#### [Your goal]
Below are records; how many of their lines hold the string "calls"? Reply with nothing but the number.

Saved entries
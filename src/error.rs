//! Error types for relaybot.

use thiserror::Error;

pub type Result<T> = std::result::Result<T, Error>;

#[derive(Error, Debug)]
pub enum Error {
    #[error("Configuration error: {0}")]
    Config(String),

    #[error("IO error: {0}")]
    Io(#[from] std::io::Error),

    #[error("JSON error: {0}")]
    Json(#[from] serde_json::Error),

    #[error("HTTP error: {0}")]
    Http(#[from] reqwest::Error),

    #[error("Telegram error: {0}")]
    Telegram(String),

    #[error("Telegram error: {method} failed ({code}): {description}")]
    TelegramRejected {
        method: String,
        code: i64,
        description: String,
    },

    #[error("{0}")]
    Other(String),
}

impl Error {
    /// Short class name used when a fault is rendered back to the chat.
    pub fn kind(&self) -> &'static str {
        match self {
            Error::Config(_) => "ConfigError",
            Error::Io(_) => "IoError",
            Error::Json(_) => "JsonError",
            Error::Http(e) if e.is_timeout() => "Timeout",
            Error::Http(_) => "HttpError",
            Error::Telegram(_) | Error::TelegramRejected { .. } => "TelegramError",
            Error::Other(_) => "Error",
        }
    }

    /// Telegram refused the HTML markup of a message.
    pub fn is_markup_rejection(&self) -> bool {
        matches!(
            self,
            Error::TelegramRejected { code: 400, description, .. }
                if description.contains("can't parse entities")
        )
    }

    /// Client errors (4xx other than rate limiting) fail the same way on every attempt.
    pub fn is_retryable(&self) -> bool {
        match self {
            Error::TelegramRejected { code, .. } => !(400..500).contains(code) || *code == 429,
            _ => true,
        }
    }
}
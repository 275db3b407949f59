//! Free-form questions: workspace context plus one completion call.

use std::fmt;
use std::sync::Arc;

use crate::config::Settings;
use crate::context;
use crate::exec::Executor;
use crate::telegram::escape_html;

use super::claude::ClaudeApi;
use super::provider::{CompletionBackend, CompletionRequest, CompletionResponse};

pub const NOT_CONFIGURED: &str = "ANTHROPIC_API_KEY is not configured.";
pub const NO_RESPONSE: &str = "(no response)";

/// Result of [`QueryClient::ask`]. Every variant renders to displayable text.
#[derive(Debug, Clone, PartialEq, Eq)]
pub enum QueryOutcome {
    Answer(String),
    NotConfigured,
    Failed(String),
}

impl QueryOutcome {
    pub fn is_answer(&self) -> bool {
        matches!(self, QueryOutcome::Answer(_))
    }

    pub fn into_text(self) -> String {
        match self {
            QueryOutcome::Answer(text) | QueryOutcome::Failed(text) => text,
            QueryOutcome::NotConfigured => NOT_CONFIGURED.to_string(),
        }
    }

    /// Text for an HTML-mode reply. Answers are already Telegram HTML; error
    /// text may carry raw upstream bodies and is escaped.
    pub fn into_html(self) -> String {
        match self {
            QueryOutcome::Failed(text) => escape_html(&text),
            other => other.into_text(),
        }
    }

    fn from_response(response: CompletionResponse) -> Self {
        if let Some(err) = response.error {
            return QueryOutcome::Failed(format!("API error {}: {}", err.kind, err.message));
        }
        QueryOutcome::Answer(response.text().unwrap_or_else(|| NO_RESPONSE.to_string()))
    }
}

impl fmt::Display for QueryOutcome {
    fn fmt(&self, f: &mut fmt::Formatter<'_>) -> fmt::Result {
        match self {
            QueryOutcome::Answer(text) | QueryOutcome::Failed(text) => f.write_str(text),
            QueryOutcome::NotConfigured => f.write_str(NOT_CONFIGURED),
        }
    }
}

/// Fixed instruction sent with every question.
pub fn system_prompt(settings: &Settings) -> String {
    format!(
        "Assistant for the {} project ({}). \
         Answer in {}, concisely, based on the project context line that opens the user's message. \
         Telegram HTML format only: <b>, <i>, <code>, <pre>. Max 3500 chars.",
        settings.project_name,
        settings.workspace.display(),
        settings.language
    )
}

pub struct QueryClient {
    backend: Option<Arc<dyn CompletionBackend>>,
    executor: Arc<dyn Executor>,
    model: String,
    max_tokens: u32,
    system: String,
}

impl QueryClient {
    pub fn new(
        backend: Option<Arc<dyn CompletionBackend>>,
        executor: Arc<dyn Executor>,
        settings: &Settings,
    ) -> Self {
        Self {
            backend,
            executor,
            model: settings.model.clone(),
            max_tokens: settings.max_tokens,
            system: system_prompt(settings),
        }
    }

    /// Client backed by the Messages API, or an unconfigured one without a key.
    pub fn from_settings(settings: &Settings, executor: Arc<dyn Executor>) -> Self {
        let backend = settings
            .api_key
            .as_deref()
            .map(|key| Arc::new(ClaudeApi::new(key)) as Arc<dyn CompletionBackend>);
        Self::new(backend, executor, settings)
    }

    /// Answer a free-form question. Never fails; errors come back as text.
    pub async fn ask(&self, question: &str) -> QueryOutcome {
        let Some(backend) = &self.backend else {
            tracing::warn!("Free-form question received but no API key is configured");
            return QueryOutcome::NotConfigured;
        };

        let ctx = context::gather(self.executor.as_ref()).await;
        let request = CompletionRequest::single_turn(
            &self.model,
            self.max_tokens,
            &self.system,
            format!("{}\n{}", ctx, question),
        );

        tracing::info!("Asking {} ({})", backend.name(), self.model);
        match backend.complete(&request).await {
            Ok(response) => {
                let outcome = QueryOutcome::from_response(response);
                if let QueryOutcome::Failed(ref msg) = outcome {
                    tracing::warn!("{} returned an error: {}", backend.name(), msg);
                }
                outcome
            }
            Err(e) => {
                tracing::error!("{} request failed: {}: {}", backend.name(), e.kind(), e);
                QueryOutcome::Failed(format!("Error: {}: {}", e.kind(), e.detail()))
            }
        }
    }
}
//! In-memory stand-ins for the process, Telegram and model seams.

use async_trait::async_trait;
use std::collections::{HashMap, VecDeque};
use std::path::PathBuf;
use std::sync::Mutex;
use std::time::Duration;

use crate::error::{Error, Result};
use crate::exec::{ExecOutput, Executor};
use crate::providers::provider::{
    CompletionBackend, CompletionRequest, CompletionResponse, ProviderError,
};
use crate::telegram::api::{Chat, IncomingMessage, MessagingBackend, ParseMode, Update};
use crate::telegram::cursor::CursorStore;

/// Canned outputs keyed by the space-joined argv. Unknown commands fail.
#[derive(Default)]
pub struct FakeExecutor {
    outputs: HashMap<String, ExecOutput>,
    calls: Mutex<Vec<(String, Duration)>>,
}

impl FakeExecutor {
    pub fn with(self, command: &str, stdout: &str) -> Self {
        self.with_output(
            command,
            ExecOutput::Completed {
                stdout: stdout.to_string(),
                stderr: String::new(),
                success: true,
            },
        )
    }

    pub fn with_output(mut self, command: &str, output: ExecOutput) -> Self {
        self.outputs.insert(command.to_string(), output);
        self
    }

    pub fn calls(&self) -> Vec<(String, Duration)> {
        self.calls.lock().unwrap().clone()
    }
}

#[async_trait]
impl Executor for FakeExecutor {
    async fn run(&self, argv: &[&str], timeout: Duration) -> ExecOutput {
        let key = argv.join(" ");
        self.calls.lock().unwrap().push((key.clone(), timeout));
        self.outputs
            .get(&key)
            .cloned()
            .unwrap_or_else(|| ExecOutput::Failed(format!("unexpected command: {}", key)))
    }
}

pub struct PanickingExecutor;

#[async_trait]
impl Executor for PanickingExecutor {
    async fn run(&self, _argv: &[&str], _timeout: Duration) -> ExecOutput {
        panic!("executor exploded");
    }
}

#[derive(Debug, Clone, PartialEq)]
pub struct SentMessage {
    pub chat_id: i64,
    pub text: String,
    pub mode: ParseMode,
    /// Persisted offset at the moment of sending, when a cursor is watched.
    pub cursor_at_send: i64,
}

/// Scripted `getUpdates` batches and a record of every delivered message.
///
/// Once the script runs out, fetches return no updates.
#[derive(Default)]
pub struct FakeTelegram {
    batches: Mutex<VecDeque<std::result::Result<Vec<Update>, String>>>,
    fetch_offsets: Mutex<Vec<i64>>,
    failing_sends: Mutex<usize>,
    send_attempts: Mutex<usize>,
    sent: Mutex<Vec<SentMessage>>,
    cursor: Option<PathBuf>,
    reject_markup: Option<String>,
}

impl FakeTelegram {
    pub fn update(update_id: i64, chat_id: i64, text: &str) -> Update {
        Update {
            update_id,
            message: Some(IncomingMessage {
                chat: Chat { id: chat_id },
                text: Some(text.to_string()),
            }),
        }
    }

    pub fn non_message(update_id: i64) -> Update {
        Update {
            update_id,
            message: None,
        }
    }

    pub fn with_batch(self, updates: Vec<Update>) -> Self {
        self.batches.lock().unwrap().push_back(Ok(updates));
        self
    }

    pub fn with_fetch_error(self, description: &str) -> Self {
        self.batches
            .lock()
            .unwrap()
            .push_back(Err(description.to_string()));
        self
    }

    /// The next `n` sends fail.
    pub fn failing_sends(self, n: usize) -> Self {
        *self.failing_sends.lock().unwrap() = n;
        self
    }

    /// HTML sends containing `needle` are refused like malformed markup.
    pub fn rejecting_markup(mut self, needle: &str) -> Self {
        self.reject_markup = Some(needle.to_string());
        self
    }

    pub fn watching_cursor(mut self, path: PathBuf) -> Self {
        self.cursor = Some(path);
        self
    }

    pub fn sent(&self) -> Vec<SentMessage> {
        self.sent.lock().unwrap().clone()
    }

    pub fn send_attempts(&self) -> usize {
        *self.send_attempts.lock().unwrap()
    }

    pub fn fetch_offsets(&self) -> Vec<i64> {
        self.fetch_offsets.lock().unwrap().clone()
    }
}

#[async_trait]
impl MessagingBackend for FakeTelegram {
    async fn get_updates(&self, offset: i64, _timeout: Duration) -> Result<Vec<Update>> {
        self.fetch_offsets.lock().unwrap().push(offset);
        match self.batches.lock().unwrap().pop_front() {
            Some(Ok(updates)) => Ok(updates),
            Some(Err(description)) => Err(Error::Telegram(description)),
            None => Ok(Vec::new()),
        }
    }

    async fn send_message(&self, chat_id: i64, text: &str, mode: ParseMode) -> Result<()> {
        *self.send_attempts.lock().unwrap() += 1;
        {
            let mut failing = self.failing_sends.lock().unwrap();
            if *failing > 0 {
                *failing -= 1;
                return Err(Error::Telegram("sendMessage failed (502): Bad Gateway".into()));
            }
        }
        if let Some(needle) = &self.reject_markup {
            if mode == ParseMode::Html && text.contains(needle.as_str()) {
                return Err(Error::TelegramRejected {
                    method: "sendMessage".to_string(),
                    code: 400,
                    description: "Bad Request: can't parse entities: can't find end tag".to_string(),
                });
            }
        }

        let cursor_at_send = self
            .cursor
            .as_ref()
            .map(|path| CursorStore::new(path).load())
            .unwrap_or(0);
        self.sent.lock().unwrap().push(SentMessage {
            chat_id,
            text: text.to_string(),
            mode,
            cursor_at_send,
        });
        Ok(())
    }
}

/// Answers every request with the same response, or fails once with an error.
pub struct FakeCompletion {
    response: Option<CompletionResponse>,
    error: Mutex<Option<ProviderError>>,
    requests: Mutex<Vec<CompletionRequest>>,
}

impl FakeCompletion {
    pub fn replying(body: serde_json::Value) -> Self {
        Self {
            response: Some(serde_json::from_value(body).unwrap()),
            error: Mutex::new(None),
            requests: Mutex::new(Vec::new()),
        }
    }

    pub fn failing(error: ProviderError) -> Self {
        Self {
            response: None,
            error: Mutex::new(Some(error)),
            requests: Mutex::new(Vec::new()),
        }
    }

    pub fn requests(&self) -> Vec<CompletionRequest> {
        self.requests.lock().unwrap().clone()
    }
}

#[async_trait]
impl CompletionBackend for FakeCompletion {
    fn name(&self) -> &str {
        "fake"
    }

    async fn complete(
        &self,
        request: &CompletionRequest,
    ) -> std::result::Result<CompletionResponse, ProviderError> {
        self.requests.lock().unwrap().push(request.clone());
        if let Some(response) = &self.response {
            return Ok(response.clone());
        }
        Err(self
            .error
            .lock()
            .unwrap()
            .take()
            .unwrap_or_else(|| ProviderError::ApiError("no more scripted failures".into())))
    }
}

#### [Exercise result]
4